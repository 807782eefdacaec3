mod common;

use futures::future::join_all;
use std::sync::Arc;
use std::time::Duration;

use common::{key, sao_paulo, ScriptedProvider};
use mdm_pipeline::common::LookupFailure;
use mdm_pipeline::domain::{LookupKey, LookupResult};
use mdm_pipeline::pipeline::lookup::{LookupCache, ProviderChain, RateLimiter, RetryPolicy};

fn cache_over(primary: Arc<ScriptedProvider>) -> LookupCache {
    let chain = ProviderChain::new(RetryPolicy::immediate(3)).with_primary(primary);
    LookupCache::new(chain, RateLimiter::unlimited())
}

#[tokio::test(flavor = "multi_thread", worker_threads = 4)]
async fn concurrent_callers_share_one_upstream_lookup() {
    let primary = Arc::new(
        ScriptedProvider::new("primary")
            .answering(Ok(sao_paulo()))
            .with_delay(Duration::from_millis(100)),
    );
    let cache = Arc::new(cache_over(primary.clone()));

    let callers = (0..16).map(|_| {
        let cache = cache.clone();
        tokio::spawn(async move { cache.resolve(&key("01310-100")).await })
    });
    let results: Vec<LookupResult> = join_all(callers)
        .await
        .into_iter()
        .map(|joined| joined.unwrap())
        .collect();

    assert_eq!(primary.calls(), 1);
    assert!(results.iter().all(|r| *r == sao_paulo()));

    let stats = cache.stats();
    assert_eq!(stats.upstream, 1);
    assert_eq!(stats.hits + stats.coalesced, 15);
    assert_eq!(cache.in_flight(), 0);
}

#[tokio::test]
async fn resolved_entries_are_served_from_cache() {
    let primary = Arc::new(ScriptedProvider::new("primary").answering(Ok(sao_paulo())));
    let cache = cache_over(primary.clone());

    assert_eq!(cache.resolve(&key("01310100")).await, sao_paulo());
    // same key written differently
    assert_eq!(cache.resolve(&key("01310-100")).await, sao_paulo());

    assert_eq!(primary.calls(), 1);
    assert_eq!(cache.cached(&key("01310100")), Some(sao_paulo()));
    assert_eq!(cache.stats().hits, 1);
}

#[tokio::test]
async fn cleared_cache_goes_back_upstream() {
    let primary = Arc::new(ScriptedProvider::new("primary").answering(Ok(sao_paulo())));
    let cache = cache_over(primary.clone());

    cache.resolve(&key("01310100")).await;
    assert_eq!(cache.len(), 1);

    cache.clear();
    assert!(cache.is_empty());
    assert_eq!(cache.cached(&key("01310100")), None);

    assert_eq!(cache.resolve(&key("01310100")).await, sao_paulo());
    assert_eq!(primary.calls(), 2);
    assert_eq!(cache.stats().upstream, 2);
}

#[tokio::test]
async fn empty_results_are_not_cached() {
    let primary = Arc::new(
        ScriptedProvider::new("primary")
            .then(Ok(LookupResult::empty()))
            .answering(Ok(sao_paulo())),
    );
    let cache = cache_over(primary.clone());

    assert!(cache.resolve(&key("01310100")).await.is_empty());
    assert!(cache.is_empty());
    assert_eq!(cache.in_flight(), 0);

    // next request goes back upstream and this time finds it
    assert_eq!(cache.resolve(&key("01310100")).await, sao_paulo());
    assert_eq!(primary.calls(), 2);
    assert_eq!(cache.len(), 1);
}

#[tokio::test]
async fn exhausted_retries_resolve_empty_and_release_the_key() {
    let primary = Arc::new(
        ScriptedProvider::new("primary").answering(Err(LookupFailure::Transient("connection reset".into()))),
    );
    let cache = cache_over(primary.clone());

    assert!(cache.resolve(&key("01310100")).await.is_empty());
    assert_eq!(primary.calls(), 3);
    assert_eq!(cache.in_flight(), 0);
    assert!(cache.cached(&key("01310100")).is_none());
}

#[tokio::test(flavor = "multi_thread", worker_threads = 2)]
async fn country_is_part_of_the_key() {
    let primary = Arc::new(ScriptedProvider::new("primary").answering(Ok(sao_paulo())));
    let cache = cache_over(primary.clone());

    let br = LookupKey::parse("10115", Some("br")).unwrap();
    let de = LookupKey::parse("10115", Some("DE")).unwrap();
    cache.resolve(&br).await;
    cache.resolve(&de).await;

    assert_eq!(primary.calls(), 2);
    assert_eq!(cache.len(), 2);
}

#[tokio::test(flavor = "multi_thread", worker_threads = 4)]
async fn rate_limiter_caps_distinct_keys_in_flight() {
    let primary = Arc::new(
        ScriptedProvider::new("primary")
            .answering(Ok(sao_paulo()))
            .with_delay(Duration::from_millis(50)),
    );
    let chain = ProviderChain::new(RetryPolicy::immediate(1)).with_primary(primary.clone());
    let limiter = RateLimiter::new(mdm_pipeline::pipeline::lookup::Limits::concurrency(2));
    let cache = Arc::new(LookupCache::new(chain, limiter.clone()));

    let started = tokio::time::Instant::now();
    let callers = ["11111111", "22222222", "33333333", "44444444"].map(|code| {
        let cache = cache.clone();
        tokio::spawn(async move { cache.resolve(&key(code)).await })
    });
    for joined in join_all(callers).await {
        assert!(!joined.unwrap().is_empty());
    }

    // four calls, two at a time
    assert!(started.elapsed() >= Duration::from_millis(100));
    assert_eq!(primary.calls(), 4);
    assert_eq!(limiter.available(), Some(2));
}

**What the exercise asks:**
Which of the lines in the material above contain "parse"? Copy each one out.

**Result:**
    let br = LookupKey::parse("10115", Some("br")).unwrap();
    let de = LookupKey::parse("10115", Some("DE")).unwrap();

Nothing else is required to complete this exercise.